Although Al Pacino could have made a hefty sum for a part in Star Wars, it turns out the producers made him an offer he could refuse.
After writing about turning down the role of Han Solo in his 2024 memoir Sonny Boy, the Oscar winner reflected on why he was reluctant to pursue what turned out to be a massive onscreen franchise.
“I said, ‘I think I’m in the mood to make Harrison Ford a career,’” Pacino joked to People, recalling a visit with Francis Ford Coppola at his and George Lucas‘ San Francisco-based production company headquarters for American Zoetrope.

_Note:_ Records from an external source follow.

pub mod camera;
pub mod config;
pub mod controller;
pub mod error;
pub mod events;
pub mod gesture;
pub mod keyboard_input;
pub mod orientation;
pub mod setup;
pub mod ui;

pub use camera::{CameraCall, CameraEngine, MockCameraEngine};
pub use config::ViewfinderConfig;
pub use controller::{ViewfinderController, ViewfinderControllerBuilder, ViewfinderSnapshot};
pub use error::{Result, ViewfinderError};
pub use events::{EventBus, EventFilter, EventReceiver, ViewfinderEvent};
pub use gesture::{CameraFacing, ZoomState};
pub use keyboard_input::KeyboardInputHandler;
pub use orientation::{capture_orientation, CaptureOrientation, InterfaceOrientation};
pub use setup::{PromptCatalog, SetupAction, SetupOutcome};
pub use ui::{ControlEnablement, ControlLayout, LoggingSurface, Point, Rect, UiContext, ViewSurface};
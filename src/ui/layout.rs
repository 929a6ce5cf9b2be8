use crate::config::LayoutConfig;
use serde::{Deserialize, Serialize};

#[derive(Debug, Clone, Copy, PartialEq, Default, Serialize, Deserialize)]
pub struct Point {
    pub x: f64,
    pub y: f64,
}

impl Point {
    pub fn new(x: f64, y: f64) -> Self {
        Self { x, y }
    }
}

#[derive(Debug, Clone, Copy, PartialEq, Default, Serialize, Deserialize)]
pub struct Size {
    pub width: f64,
    pub height: f64,
}

/// Axis-aligned rectangle with its origin at the top-left corner
#[derive(Debug, Clone, Copy, PartialEq, Default, Serialize, Deserialize)]
pub struct Rect {
    pub origin: Point,
    pub size: Size,
}

impl Rect {
    pub fn new(x: f64, y: f64, width: f64, height: f64) -> Self {
        Self {
            origin: Point::new(x, y),
            size: Size { width, height },
        }
    }

    pub fn min_x(&self) -> f64 {
        self.origin.x
    }

    pub fn min_y(&self) -> f64 {
        self.origin.y
    }

    pub fn max_x(&self) -> f64 {
        self.origin.x + self.size.width
    }

    pub fn max_y(&self) -> f64 {
        self.origin.y + self.size.height
    }

    pub fn mid_x(&self) -> f64 {
        self.origin.x + self.size.width / 2.0
    }

    pub fn mid_y(&self) -> f64 {
        self.origin.y + self.size.height / 2.0
    }

    pub fn is_wide(&self) -> bool {
        self.size.width > self.size.height
    }
}

/// Center positions of the on-screen controls
#[derive(Debug, Clone, Copy, PartialEq, Serialize, Deserialize)]
pub struct ControlLayout {
    pub cancel: Point,
    pub shutter: Point,
    pub switch: Point,
    pub torch: Point,
    pub text_prompt: Point,
}

impl ControlLayout {
    /// Position every control for the given view bounds.
    ///
    /// The shutter sits at the trailing edge in wide layouts and at the
    /// bottom edge otherwise; a square view counts as tall.
    pub fn for_bounds(bounds: Rect, insets: &LayoutConfig) -> Self {
        let shutter = if bounds.is_wide() {
            Point::new(bounds.max_x() - insets.shutter_inset, bounds.mid_y())
        } else {
            Point::new(bounds.mid_x(), bounds.max_y() - insets.shutter_inset)
        };

        Self {
            cancel: Point::new(
                bounds.min_x() + insets.cancel_inset_x,
                bounds.max_y() - insets.cancel_inset_y,
            ),
            shutter,
            switch: Point::new(
                bounds.max_x() - insets.corner_inset,
                bounds.min_y() + insets.corner_inset,
            ),
            torch: Point::new(
                bounds.min_x() + insets.corner_inset,
                bounds.min_y() + insets.corner_inset,
            ),
            text_prompt: Point::new(bounds.mid_x(), bounds.min_y() + insets.prompt_inset),
        }
    }
}

#[cfg(test)]
mod tests {
    use super::*;

    #[test]
    fn test_tall_layout_puts_shutter_at_bottom() {
        let layout = ControlLayout::for_bounds(
            Rect::new(0.0, 0.0, 375.0, 667.0),
            &LayoutConfig::default(),
        );

        assert_eq!(layout.shutter, Point::new(187.5, 622.0));
        assert_eq!(layout.cancel, Point::new(55.0, 622.0));
        assert_eq!(layout.switch, Point::new(350.0, 25.0));
        assert_eq!(layout.torch, Point::new(25.0, 25.0));
        assert_eq!(layout.text_prompt, Point::new(187.5, 45.0));
    }

    #[test]
    fn test_wide_layout_puts_shutter_at_trailing_edge() {
        let layout = ControlLayout::for_bounds(
            Rect::new(0.0, 0.0, 667.0, 375.0),
            &LayoutConfig::default(),
        );

        assert_eq!(layout.shutter, Point::new(622.0, 187.5));
    }

    #[test]
    fn test_layout_follows_bounds_origin() {
        let layout = ControlLayout::for_bounds(
            Rect::new(10.0, 20.0, 100.0, 100.0),
            &LayoutConfig::default(),
        );

        // Square bounds use the tall layout
        assert_eq!(layout.shutter, Point::new(60.0, 75.0));
        assert_eq!(layout.torch, Point::new(35.0, 45.0));
    }
}
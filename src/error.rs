use thiserror::Error;

#[derive(Error, Debug)]
pub enum ViewfinderError {
    #[error("Configuration error: {0}")]
    Config(#[from] config::ConfigError),

    #[error("IO error: {0}")]
    Io(#[from] std::io::Error),

    #[error("Serialization error: {0}")]
    Serialization(#[from] toml::ser::Error),

    #[error("Deserialization error: {0}")]
    Deserialization(#[from] toml::de::Error),

    #[error("System error: {message}")]
    System { message: String },

    #[error("Component error in {component}: {message}")]
    Component { component: String, message: String },

    #[error("UI context is no longer running")]
    UiContextClosed,

    #[error("Unknown setup outcome: {0}")]
    UnknownOutcome(String),
}

impl ViewfinderError {
    pub fn system<S: Into<String>>(message: S) -> Self {
        Self::System {
            message: message.into(),
        }
    }

    pub fn component<S: Into<String>>(component: S, message: S) -> Self {
        Self::Component {
            component: component.into(),
            message: message.into(),
        }
    }
}

/// Errors raised by the event bus
#[derive(Error, Debug, Clone, PartialEq, Eq)]
pub enum EventBusError {
    #[error("Failed to publish event: {details}")]
    PublishFailed { details: String },

    #[error("Event channel closed")]
    ChannelClosed,
}

pub type Result<T> = std::result::Result<T, ViewfinderError>;
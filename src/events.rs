use crate::error::EventBusError;
use crate::gesture::CameraFacing;
use crate::orientation::CaptureOrientation;
use crate::setup::{SetupAction, SetupOutcome};
use crate::ui::{ControlLayout, Point};
use serde::{Deserialize, Serialize};
use tokio::sync::broadcast;
use tracing::{debug, info, trace, warn};

/// Changes made by the controller, published after they take effect on the UI context
#[derive(Debug, Clone, Serialize, Deserialize)]
pub enum ViewfinderEvent {
    /// A setup outcome was resolved to an action
    SetupOutcomeHandled {
        outcome: SetupOutcome,
        action: SetupAction,
    },
    /// The gated controls were enabled or disabled together
    ControlsEnabled { enabled: bool },
    /// The text prompt changed; empty means hidden
    PromptChanged { text: String },
    ZoomChanged { scale: f32 },
    FocusRequested { point: Point },
    OrientationChanged { orientation: CaptureOrientation },
    FacingChanged { facing: CameraFacing },
    LayoutUpdated { layout: ControlLayout },
    CameraAttached,
    CameraDetached,
}

impl ViewfinderEvent {
    /// Get a human-readable description of the event
    pub fn description(&self) -> String {
        match self {
            ViewfinderEvent::SetupOutcomeHandled { outcome, action } => {
                format!("Setup outcome '{}' handled with {:?}", outcome, action)
            }
            ViewfinderEvent::ControlsEnabled { enabled } => {
                format!(
                    "Controls {}",
                    if *enabled { "enabled" } else { "disabled" }
                )
            }
            ViewfinderEvent::PromptChanged { text } if text.is_empty() => {
                "Prompt cleared".to_string()
            }
            ViewfinderEvent::PromptChanged { text } => format!("Prompt: {}", text),
            ViewfinderEvent::ZoomChanged { scale } => format!("Zoom scale {:.2}", scale),
            ViewfinderEvent::FocusRequested { point } => {
                format!("Focus at ({:.1}, {:.1})", point.x, point.y)
            }
            ViewfinderEvent::OrientationChanged { orientation } => {
                format!("Orientation {:?}", orientation)
            }
            ViewfinderEvent::FacingChanged { facing } => format!("Facing {:?}", facing),
            ViewfinderEvent::LayoutUpdated { .. } => "Layout updated".to_string(),
            ViewfinderEvent::CameraAttached => "Camera attached".to_string(),
            ViewfinderEvent::CameraDetached => "Camera detached".to_string(),
        }
    }

    /// Get the event type as a string for filtering
    pub fn event_type(&self) -> &'static str {
        match self {
            ViewfinderEvent::SetupOutcomeHandled { .. } => "setup_outcome_handled",
            ViewfinderEvent::ControlsEnabled { .. } => "controls_enabled",
            ViewfinderEvent::PromptChanged { .. } => "prompt_changed",
            ViewfinderEvent::ZoomChanged { .. } => "zoom_changed",
            ViewfinderEvent::FocusRequested { .. } => "focus_requested",
            ViewfinderEvent::OrientationChanged { .. } => "orientation_changed",
            ViewfinderEvent::FacingChanged { .. } => "facing_changed",
            ViewfinderEvent::LayoutUpdated { .. } => "layout_updated",
            ViewfinderEvent::CameraAttached => "camera_attached",
            ViewfinderEvent::CameraDetached => "camera_detached",
        }
    }
}

/// Event bus for observers of the controller, backed by a broadcast channel
pub struct EventBus {
    sender: broadcast::Sender<ViewfinderEvent>,
}

impl EventBus {
    /// Create a new event bus with the specified channel capacity
    pub fn new(capacity: usize) -> Self {
        let (sender, _) = broadcast::channel(capacity);
        Self { sender }
    }

    /// Subscribe to events and get a receiver
    pub fn subscribe(&self) -> broadcast::Receiver<ViewfinderEvent> {
        self.sender.subscribe()
    }

    /// Publish an event to all subscribers.
    ///
    /// Never blocks, so it is safe to call from UI jobs.
    pub fn publish(&self, event: ViewfinderEvent) -> Result<usize, EventBusError> {
        trace!("Publishing event: {}", event.description());

        if let ViewfinderEvent::SetupOutcomeHandled { outcome, .. } = &event {
            info!("Setup outcome handled: {}", outcome);
        }

        self.sender
            .send(event)
            .map_err(|e| EventBusError::PublishFailed {
                details: e.to_string(),
            })
    }

    /// Get the number of active subscribers
    pub fn subscriber_count(&self) -> usize {
        self.sender.receiver_count()
    }

    /// Check if there are any active subscribers
    pub fn has_subscribers(&self) -> bool {
        self.sender.receiver_count() > 0
    }
}

impl Clone for EventBus {
    fn clone(&self) -> Self {
        Self {
            sender: self.sender.clone(),
        }
    }
}

/// Event filter for selective event handling
#[derive(Debug, Clone)]
pub enum EventFilter {
    /// Accept all events
    All,
    /// Accept only specific event types
    EventTypes(Vec<&'static str>),
    /// Accept setup events for specific outcomes
    Outcomes(Vec<SetupOutcome>),
    /// Custom filter function
    Custom(fn(&ViewfinderEvent) -> bool),
}

impl EventFilter {
    /// Check if an event passes this filter
    pub fn matches(&self, event: &ViewfinderEvent) -> bool {
        match self {
            EventFilter::All => true,
            EventFilter::EventTypes(types) => types.contains(&event.event_type()),
            EventFilter::Outcomes(outcomes) => {
                if let ViewfinderEvent::SetupOutcomeHandled { outcome, .. } = event {
                    outcomes.contains(outcome)
                } else {
                    false
                }
            }
            EventFilter::Custom(filter_fn) => filter_fn(event),
        }
    }
}

/// Event receiver with filtering capabilities
pub struct EventReceiver {
    receiver: broadcast::Receiver<ViewfinderEvent>,
    filter: EventFilter,
    name: String,
}

impl EventReceiver {
    /// Create a new event receiver with a filter
    pub fn new(
        receiver: broadcast::Receiver<ViewfinderEvent>,
        filter: EventFilter,
        name: String,
    ) -> Self {
        Self {
            receiver,
            filter,
            name,
        }
    }

    /// Receive the next filtered event
    pub async fn recv(&mut self) -> Result<ViewfinderEvent, EventBusError> {
        loop {
            match self.receiver.recv().await {
                Ok(event) => {
                    if self.filter.matches(&event) {
                        debug!(
                            "Receiver '{}' received event: {}",
                            self.name,
                            event.description()
                        );
                        return Ok(event);
                    }
                }
                Err(broadcast::error::RecvError::Lagged(n)) => {
                    warn!("Receiver '{}' lagged behind by {} events", self.name, n);
                    return Err(EventBusError::PublishFailed {
                        details: format!("Receiver lagged behind by {} events", n),
                    });
                }
                Err(broadcast::error::RecvError::Closed) => {
                    debug!("Event bus closed for receiver '{}'", self.name);
                    return Err(EventBusError::ChannelClosed);
                }
            }
        }
    }

    /// Try to receive an event without blocking
    pub fn try_recv(&mut self) -> Result<Option<ViewfinderEvent>, EventBusError> {
        loop {
            match self.receiver.try_recv() {
                Ok(event) => {
                    if self.filter.matches(&event) {
                        return Ok(Some(event));
                    }
                }
                Err(broadcast::error::TryRecvError::Empty) => {
                    return Ok(None);
                }
                Err(broadcast::error::TryRecvError::Lagged(n)) => {
                    warn!("Receiver '{}' lagged behind by {} events", self.name, n);
                    return Err(EventBusError::PublishFailed {
                        details: format!("Receiver lagged behind by {} events", n),
                    });
                }
                Err(broadcast::error::TryRecvError::Closed) => {
                    return Err(EventBusError::ChannelClosed);
                }
            }
        }
    }
}

#[cfg(test)]
mod tests {
    use super::*;
    use tokio::time::{timeout, Duration};

    #[tokio::test]
    async fn test_event_bus_basic_operations() {
        let event_bus = EventBus::new(10);
        let mut receiver = event_bus.subscribe();

        let subscriber_count = event_bus
            .publish(ViewfinderEvent::ZoomChanged { scale: 2.0 })
            .unwrap();
        assert_eq!(subscriber_count, 1);

        match receiver.recv().await.unwrap() {
            ViewfinderEvent::ZoomChanged { scale } => assert_eq!(scale, 2.0),
            other => panic!("Unexpected event: {:?}", other),
        }
    }

    #[test]
    fn test_publish_without_subscribers_fails() {
        let event_bus = EventBus::new(10);

        assert!(!event_bus.has_subscribers());
        assert!(event_bus.publish(ViewfinderEvent::CameraAttached).is_err());
    }

    #[test]
    fn test_event_filter() {
        let filter = EventFilter::Outcomes(vec![SetupOutcome::AudioPermissionDenied]);

        let audio = ViewfinderEvent::SetupOutcomeHandled {
            outcome: SetupOutcome::AudioPermissionDenied,
            action: SetupAction::Ignore,
        };
        let video = ViewfinderEvent::SetupOutcomeHandled {
            outcome: SetupOutcome::VideoReady,
            action: SetupAction::StartCapture,
        };

        assert!(filter.matches(&audio));
        assert!(!filter.matches(&video));
        assert!(!filter.matches(&ViewfinderEvent::CameraDetached));
    }

    #[tokio::test]
    async fn test_filtered_receiver() {
        let event_bus = EventBus::new(10);
        let receiver = event_bus.subscribe();
        let filter = EventFilter::EventTypes(vec!["prompt_changed"]);
        let mut filtered = EventReceiver::new(receiver, filter, "test".to_string());

        event_bus
            .publish(ViewfinderEvent::ControlsEnabled { enabled: true })
            .unwrap();
        event_bus
            .publish(ViewfinderEvent::PromptChanged {
                text: String::new(),
            })
            .unwrap();

        let event = timeout(Duration::from_millis(100), filtered.recv())
            .await
            .unwrap()
            .unwrap();
        assert_eq!(event.description(), "Prompt cleared");
        assert!(filtered.try_recv().unwrap().is_none());
    }
}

“They were in the late-’60s making this. They were real idealists coming into the ’70s with great films all over the globe,” he explained. “So, it was a wonderful place that I actually saw, I went to the building and everything before I did Godfather with them.”

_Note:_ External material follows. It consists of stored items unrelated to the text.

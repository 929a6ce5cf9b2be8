mod context;
mod layout;
mod view;
#[cfg(test)]
mod tests;

pub use context::{UiContext, UiJob, WeakUiContext};
pub use layout::{ControlLayout, Point, Rect, Size};
pub use view::{ControlEnablement, LoggingSurface, SurfaceRecord, ViewSurface};
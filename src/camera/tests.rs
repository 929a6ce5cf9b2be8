use super::*;
use crate::orientation::CaptureOrientation;
use crate::setup::SetupOutcome;
use crate::ui::Point;
use std::time::Duration;

#[tokio::test]
async fn test_mock_serves_scripted_outcomes_then_video_ready() {
    let camera = MockCameraEngine::new().with_update_outcomes([
        SetupOutcome::RequiresUpdate,
        SetupOutcome::InvalidVideoInput,
    ]);

    assert_eq!(camera.update_video().await, SetupOutcome::RequiresUpdate);
    assert_eq!(camera.update_video().await, SetupOutcome::InvalidVideoInput);
    assert_eq!(camera.update_video().await, SetupOutcome::VideoReady);
    assert_eq!(camera.count(&CameraCall::UpdateVideo), 3);
}

#[tokio::test(start_paused = true)]
async fn test_mock_update_delay() {
    let camera = MockCameraEngine::new().with_update_delay(Duration::from_millis(500));

    let started = tokio::time::Instant::now();
    camera.update_video().await;
    assert!(started.elapsed() >= Duration::from_millis(500));
}

#[test]
fn test_mock_records_fire_and_forget_calls() {
    let camera = MockCameraEngine::default();

    camera.start();
    camera.request_video_permissions();
    camera.update_output_video_orientation(CaptureOrientation::LandscapeRight);
    camera.focus(Point::new(10.0, 20.0));

    assert_eq!(
        camera.calls(),
        vec![
            CameraCall::Start,
            CameraCall::RequestVideoPermissions,
            CameraCall::UpdateOutputVideoOrientation(CaptureOrientation::LandscapeRight),
            CameraCall::Focus(Point::new(10.0, 20.0)),
        ]
    );

    camera.clear_calls();
    assert!(camera.calls().is_empty());
}
use crate::orientation::CaptureOrientation;
use crate::setup::SetupOutcome;
use crate::ui::Point;
use async_trait::async_trait;

/// The capture engine the controller drives.
///
/// Everything except `update_video` is fire-and-forget; the engine reports
/// the consequences of permission requests through its own setup callbacks.
/// Methods may be called from the UI context and must not block it.
#[async_trait]
pub trait CameraEngine: Send + Sync {
    /// Start streaming frames to the preview
    fn start(&self);

    /// Redo the video configuration and report how it went
    async fn update_video(&self) -> SetupOutcome;

    fn request_video_permissions(&self);

    fn request_audio_permissions(&self);

    fn update_output_video_orientation(&self, orientation: CaptureOrientation);

    /// Focus at a point in view coordinates
    fn focus(&self, point: Point);

    fn set_zoom_scale(&self, scale: f32);
}
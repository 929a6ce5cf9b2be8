use serde::{Deserialize, Serialize};

/// Orientation of the user interface as reported by the toolkit
#[derive(Debug, Clone, Copy, PartialEq, Eq, Serialize, Deserialize)]
pub enum InterfaceOrientation {
    Unknown,
    Portrait,
    PortraitUpsideDown,
    LandscapeLeft,
    LandscapeRight,
}

/// Orientation applied to the capture connection and its outputs
#[derive(Debug, Clone, Copy, PartialEq, Eq, Serialize, Deserialize)]
pub enum CaptureOrientation {
    Portrait,
    PortraitUpsideDown,
    LandscapeLeft,
    LandscapeRight,
}

impl InterfaceOrientation {
    /// Next orientation when rotating clockwise, used by the interactive driver
    pub fn rotated(self) -> Self {
        match self {
            InterfaceOrientation::Portrait | InterfaceOrientation::Unknown => {
                InterfaceOrientation::LandscapeRight
            }
            InterfaceOrientation::LandscapeRight => InterfaceOrientation::PortraitUpsideDown,
            InterfaceOrientation::PortraitUpsideDown => InterfaceOrientation::LandscapeLeft,
            InterfaceOrientation::LandscapeLeft => InterfaceOrientation::Portrait,
        }
    }
}

/// Map an interface orientation to the capture orientation the preview needs.
///
/// Anything the capture side has no counterpart for falls back to portrait.
pub fn capture_orientation(orientation: InterfaceOrientation) -> CaptureOrientation {
    match orientation {
        InterfaceOrientation::Portrait => CaptureOrientation::Portrait,
        InterfaceOrientation::LandscapeLeft => CaptureOrientation::LandscapeLeft,
        InterfaceOrientation::LandscapeRight => CaptureOrientation::LandscapeRight,
        InterfaceOrientation::PortraitUpsideDown => CaptureOrientation::PortraitUpsideDown,
        _ => CaptureOrientation::Portrait,
    }
}

impl From<InterfaceOrientation> for CaptureOrientation {
    fn from(orientation: InterfaceOrientation) -> Self {
        capture_orientation(orientation)
    }
}

#[cfg(test)]
mod tests {
    use super::*;

    #[test]
    fn test_named_orientations_map_directly() {
        assert_eq!(
            capture_orientation(InterfaceOrientation::Portrait),
            CaptureOrientation::Portrait
        );
        assert_eq!(
            capture_orientation(InterfaceOrientation::LandscapeLeft),
            CaptureOrientation::LandscapeLeft
        );
        assert_eq!(
            capture_orientation(InterfaceOrientation::LandscapeRight),
            CaptureOrientation::LandscapeRight
        );
        assert_eq!(
            capture_orientation(InterfaceOrientation::PortraitUpsideDown),
            CaptureOrientation::PortraitUpsideDown
        );
    }

    #[test]
    fn test_unknown_orientation_defaults_to_portrait() {
        assert_eq!(
            CaptureOrientation::from(InterfaceOrientation::Unknown),
            CaptureOrientation::Portrait
        );
    }

    #[test]
    fn test_rotation_cycles_back_to_portrait() {
        let mut orientation = InterfaceOrientation::Portrait;
        for _ in 0..4 {
            orientation = orientation.rotated();
        }
        assert_eq!(orientation, InterfaceOrientation::Portrait);
    }
}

Pacino continued, “So I loved their work, but I was doing a show on Broadway at the time, and they handed me this script, and I thought, I don’t understand. [I thought], I must be out of space myself. But I looked at this thing and I sent it to Charlie Loughton, my friend and mentor, actually. I said, ‘What do you make of this?’ He was pretty wise and he said, ‘I don’t get it, Al. I dunno. I don’t get it.’ I said, ‘Well, I don’t either; what are we going to do? They offered me a fortune, but I don’t know. No, I can’t play something if I don’t speak the language.’”
After debuting as Han Solo in 1977’s Star Wars: Episode IV – A New Hope, he returned for Episode V – The Empire Strikes Back (1980) and Episode VI – Return of the Jedi (1983), before reprising the role more than 30 years later in Star Wars: The Force Awakens (2015) and The Rise of Skywalker (2019).